In the words of John McEnroe (given we are in the middle of Wimbledon) you cannot be serious!!!!
Lawyers are no better regulated than bankers!!!
And more to the point has a
And more to the point has a regulator which believes that the conflict of interest inherent in referral fees being lawful is a good thing. This type of conflict/difference in culture is exactly what has caused the banking crisis-and will do so in the legal profession!
A interesting idea!
From the article:
"I think I have a solution to the crisis of confidence in our banks - starting with the current vacancy at Barclays, let us put lawyers at the helm of all the important ones"
Well, certainly an interesting idea worthy of discussion. I recall I suggested on one of these blogs that a non lawyer might run the Law Society - on the basis you need a risk taker or someone who can engage and influence people more. In light of the ongoing crisis of confidence in the legal profession, perhaps we can take all this a step further.

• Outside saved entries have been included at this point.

use clap::{Args, Parser, Subcommand};
use std::path::PathBuf;

use crate::core::filter::VersionFilters;
use crate::core::model::{Channel, SortKey, SourceKind};

/// plugnav CLI 应用程序
#[derive(Parser)]
#[command(name = "plugnav")]
#[command(about = "多源插件市场浏览与服务器插件下发工具", long_about = None)]
#[command(version)]
pub struct Cli {
    /// 配置文件路径，默认 $PLUGNAV_CONFIG 或 ~/.plugnav/config.toml
    #[arg(long, global = true)]
    pub config: Option<PathBuf>,

    #[command(subcommand)]
    pub command: Commands,
}

/// 顶级命令
#[derive(Subcommand)]
pub enum Commands {
    /// 搜索插件
    Search {
        /// 搜索关键词
        #[arg(default_value = "")]
        query: String,
        /// 插件市场 (modrinth / spigot)
        #[arg(short, long, default_value = "modrinth", value_parser = parse_source)]
        source: SourceKind,
        /// 分类
        #[arg(short, long)]
        category: Option<String>,
        /// 加载器 (paper / spigot / ...)
        #[arg(short, long)]
        loader: Option<String>,
        /// 排序 (relevance / downloads / follows / newest / updated)
        #[arg(long, default_value = "relevance", value_parser = parse_sort)]
        sort: SortKey,
        /// 页码，从 1 开始
        #[arg(short, long, default_value = "1")]
        page: u32,
        /// JSON 格式输出
        #[arg(long)]
        json: bool,
    },
    /// 列出插件的版本
    Versions {
        #[command(flatten)]
        target: PluginTarget,
        #[command(flatten)]
        filters: VersionFilterArgs,
        /// JSON 格式输出
        #[arg(long)]
        json: bool,
    },
    /// 把插件下发到服务器的 /plugins 目录
    Install {
        #[command(flatten)]
        target: PluginTarget,
        /// 目标服务器 ID
        #[arg(short, long)]
        destination: String,
        /// 版本 ID，默认取过滤后的最新版本
        #[arg(long = "version-id")]
        version_id: Option<String>,
        #[command(flatten)]
        filters: VersionFilterArgs,
        /// JSON 格式输出
        #[arg(long)]
        json: bool,
    },
    /// 交互式浏览
    Browse {
        /// 初始插件市场
        #[arg(short, long, default_value = "modrinth", value_parser = parse_source)]
        source: SourceKind,
    },
    /// 启动下发服务
    Serve {
        /// 监听地址，覆盖配置中的 relay.bind
        #[arg(long)]
        bind: Option<String>,
    },
    /// 列出支持的插件市场、分类和加载器
    Sources {
        /// JSON 格式输出
        #[arg(long)]
        json: bool,
    },
}

/// 指定一个插件
#[derive(Args, Debug, Clone)]
pub struct PluginTarget {
    /// 插件市场 (modrinth / spigot)
    #[arg(value_parser = parse_source)]
    pub source: SourceKind,
    /// 插件 ID
    pub id: String,
}

/// 版本过滤参数
#[derive(Args, Debug, Clone, Default)]
pub struct VersionFilterArgs {
    /// 游戏版本，例如 1.20.4
    #[arg(long)]
    pub game_version: Option<String>,
    /// 加载器
    #[arg(long)]
    pub loader: Option<String>,
    /// 发布渠道 (release / beta / alpha)
    #[arg(long, value_parser = parse_channel)]
    pub channel: Option<Channel>,
}

impl From<VersionFilterArgs> for VersionFilters {
    fn from(args: VersionFilterArgs) -> Self {
        Self {
            game_version: args.game_version,
            loader: args.loader,
            channel: args.channel,
        }
    }
}

fn parse_source(value: &str) -> Result<SourceKind, String> {
    value.parse()
}

fn parse_sort(value: &str) -> Result<SortKey, String> {
    value.parse()
}

fn parse_channel(value: &str) -> Result<Channel, String> {
    value.parse()
}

Bob Diamond appointed as Law Society chief.
Desmond Hudson moves to Barclays.
Perhaps not as mad as it sounds.
Kelly Matthews
"Bob Diamond appointed as Law Society chief.
Desmond Hudson moves to Barclays.
Perhaps not as mad as it sounds.
I'm going to be polite about this Ms Matthews.
If you havent got anything useful to contribute, I would suggest you watch and learn.
Hilarious stuff.
Hilarious stuff.
Minnows
Eduardo has forgotten that the SRA only takes on minnows.The would run a mile if asked to investigate the Chief Executive of an international bank.
They had a lawyer in charge
They had a lawyer in charge during most of this: John Varley
John Varley
Yes, John Varley, who had been a solicitor with Frere Cholmeley, was chief executive of Barclays for 6 some years until he was succeeded by Bob Diamond at the beginning of 2011. He then became a senior advisor on regulatory matters to Bob Diamond until the end of that year.
Any comments Eduardo?
John Varley
Thanks for your comments everyone (and for the retweets and shares).
Alan and Anon, you are quite right - John Varley was a lawyer before joining Barclays in the early eighties. His journey went via BZW (now Barcap), not the GC's chair, or the legal department.
The person I have in mind would have built their entire career, and the rewards it brought, in the law. I was thinking of two types - either the general counsel I know in financial services, whose careers were in legal departments; or someone like Vanni Treves - once senior partner of Macfarlanes, then high profile chair of crisis-struck Equitable Life.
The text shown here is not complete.